You all may be wondering why I haven’t been writing as much as I used to. Well, normally I express my outrage at something through written word, which is how I got started here at The Melon. But ever since Obama beat McCain so badly that his consolation prize was a new box of Depends and a sack of Werther’s Originals, I’ve been too happy to be angry. All bad things just seem moot in light of our glorious President-Elect. While my own personal happiness does work out well for me, it isn’t going so hot for The Melon. So I’ve been looking around trying to find something to anger myself with and then pounce on that.
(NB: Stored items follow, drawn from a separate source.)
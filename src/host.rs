//! Collaborators for running the board on a regular Linux host.
//!
//! The operating system already keeps the network up and the clock in sync,
//! so those collaborators only report. Power management is emulated: light
//! sleep blocks the thread, deep sleep blocks and then hands control back to
//! the boot loop in `main`, which rebuilds every volatile object from
//! scratch exactly like a real wake from deep sleep would.
//!
//! [`power_up`] is one such power-up. Anything failing before the schedule
//! controller takes over is treated like the controller's own fatal errors:
//! logged to the error log, followed by a reset.

use std::net::{IpAddr, Ipv4Addr, UdpSocket};
use std::path::Path;
use std::thread;
use std::time::Duration;

use anyhow::Context;
use chrono::Utc;
use log::{info, warn};

use crate::board::BoardFonts;
use crate::config::Config;
use crate::controller::{append_error_log, Collaborators, ScheduleController};
use crate::font::{FontEngine, FontTable, Preload};
use crate::framebuffer::{FrameSink, HostPanel};
use crate::http::{VbbClient, WorldTimeClient};
use crate::platform::{Clock, Network, NetworkError, Power, WakeReason};

pub struct SystemClock;

impl Clock for SystemClock {
    fn now_epoch(&self) -> i64 {
        Utc::now().timestamp()
    }
}

/// Uses whatever network the host is on.
pub struct HostNetwork;

impl HostNetwork {
    /// Local address of the default route, found without sending anything.
    fn local_addr() -> Option<IpAddr> {
        let socket = UdpSocket::bind((Ipv4Addr::UNSPECIFIED, 0)).ok()?;
        socket.connect((Ipv4Addr::new(192, 0, 2, 1), 9)).ok()?;
        socket.local_addr().ok().map(|addr| addr.ip())
    }
}

impl Network for HostNetwork {
    fn is_connected(&self) -> bool {
        Self::local_addr().is_some()
    }

    fn connect(&mut self, ssid: &str, _key: &str) -> Result<IpAddr, NetworkError> {
        Self::local_addr().ok_or_else(|| NetworkError::Association {
            ssid: ssid.to_string(),
            reason: "host has no route to the internet".to_string(),
        })
    }

    fn sync_clock(&mut self) -> Result<(), NetworkError> {
        info!("host clock is managed by the operating system");
        Ok(())
    }
}

pub struct HostPower {
    wake: WakeReason,
}

impl HostPower {
    pub fn new(wake: WakeReason) -> Self {
        Self { wake }
    }
}

impl Power for HostPower {
    fn wake_reason(&self) -> WakeReason {
        self.wake
    }

    fn light_sleep(&mut self, duration: Duration) {
        thread::sleep(duration);
    }

    fn deep_sleep(&mut self, duration: Duration) {
        info!("emulating deep sleep for {}s", duration.as_secs());
        thread::sleep(duration);
    }

    fn hard_reset(&mut self) {
        warn!("emulating hard reset");
    }
}

/// Glyphs every frame needs: digits and the time-left units.
fn label_glyphs() -> Vec<String> {
    "0123456789:hmnow".chars().map(String::from).collect()
}

fn load_fonts(config: &Config) -> anyhow::Result<BoardFonts> {
    let regular = FontTable::load(&config.paths.regular_font)
        .with_context(|| format!("loading {}", config.paths.regular_font.display()))?;
    let condensed = FontTable::load(&config.paths.condensed_font)
        .with_context(|| format!("loading {}", config.paths.condensed_font.display()))?;

    Ok(BoardFonts {
        regular: FontEngine::new(regular, Preload::Glyphs(label_glyphs()), 1, 0),
        condensed: FontEngine::new(condensed, Preload::None, 1, 0),
    })
}

fn assemble(
    config: Config,
    development_mode: bool,
    wake: WakeReason,
) -> anyhow::Result<ScheduleController> {
    let fonts = load_fonts(&config)?;
    let sink = if development_mode {
        FrameSink::Stdout
    } else {
        FrameSink::Pbm(config.display.frame_output.clone())
    };
    let io = Collaborators {
        network: Box::new(HostNetwork),
        transport: Box::new(VbbClient::new()?),
        timezone: Box::new(WorldTimeClient::new()?),
        display: Box::new(HostPanel::new(
            config.display.width,
            config.display.height,
            sink,
        )),
        clock: Box::new(SystemClock),
        power: Box::new(HostPower::new(wake)),
    };
    Ok(ScheduleController::new(config, fonts, io))
}

fn reset_after(error_log: &Path, e: &anyhow::Error) -> WakeReason {
    append_error_log(error_log, SystemClock.now_epoch(), e);
    HostPower::new(WakeReason::HardReset).hard_reset();
    WakeReason::HardReset
}

/// Build everything from the configuration file and run until the board
/// sleeps or resets. `fallback_error_log` is used when the configuration
/// itself can't be loaded.
pub fn power_up(
    config_path: &Path,
    fallback_error_log: &Path,
    development_mode: bool,
    wake: WakeReason,
) -> WakeReason {
    let config = match Config::load_from_path(config_path) {
        Ok(config) => config,
        Err(e) => {
            let e = anyhow::Error::new(e).context("loading configuration");
            return reset_after(fallback_error_log, &e);
        }
    };

    let error_log = config.paths.error_log.clone();
    match assemble(config, development_mode, wake) {
        Ok(controller) => controller.run(),
        Err(e) => reset_after(&error_log, &e.context("starting up")),
    }
}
So it appears a lot of people are saying some of Obama’s choices for his Cabinet haven’t been the magical Jesus McLincolns everyone’s been hoping for. Well shut up. They are all good picks and here is why:
Robert Gates as Secretary of Defense:
I realize it may seem crazy to keep a Bush administration Secretary in his post for an extra year, but calm down and listen to me. Gates is not some crazy ideologue who won’t listen to Obama’s orders. He is being given the major assignment of “withdraw our troops from Iraq as soon as prudently possible,” and after that he’s gone. The reason to keep him on is because he already is as familiar as one can be with the situation in Iraq, and as such will save precious months by not needing to play catch-up.
Hillary Clinton as Secretary of State:
There exist rumors that Obama never actually offered Clinton the Secretary of State position, and that her people just leaked it in order to force Obama into giving it to her. If that’s the case, then I hope Secretary-Appoint Clinton will be this cunning in her diplomacy. In any case she is qualified for the job and won’t be trying to undermine Obama, if his presidency sinks, her chances for the 2016 election will follow. And if there are two things Hillary Clinton really wants, they are (1) to be elected President and (2) to age well over the next 8 years.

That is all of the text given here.